### TASK DIRECTIONS
Whenever a line below includes the string "ClientResult", show it.

= Beginning of Section =

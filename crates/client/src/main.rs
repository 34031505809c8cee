use std::path::PathBuf;

use backscroll::settings::SettingsStore;
use backscroll::{ClientResult, run};
use tracing_subscriber::EnvFilter;

/// Entry point.
///
/// Usage: `backscroll [settings.json]`. Without an argument the settings file in the
/// user config directory is used; `BACKSCROLL_*` variables override either.
#[tokio::main(flavor = "current_thread")]
async fn main() -> ClientResult<()> {
    // Logs go to stderr so chat lines on stdout stay readable.
    tracing_subscriber::fmt()
        .with_env_filter(
            EnvFilter::try_from_default_env().unwrap_or_else(|_| EnvFilter::new("info")),
        )
        .with_writer(std::io::stderr)
        .init();

    let store = match std::env::args_os().nth(1) {
        Some(path) => SettingsStore::new(PathBuf::from(path)),
        None => SettingsStore::load(),
    };
    let settings = store.settings();
    tracing::info!(
        path = ?store.config_path(),
        server = %settings.server_url,
        "settings loaded"
    );

    run(&settings).await
}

= End of Section =

### ANSWER BELOW
use backscroll::{ClientResult, run};
async fn main() -> ClientResult<()> {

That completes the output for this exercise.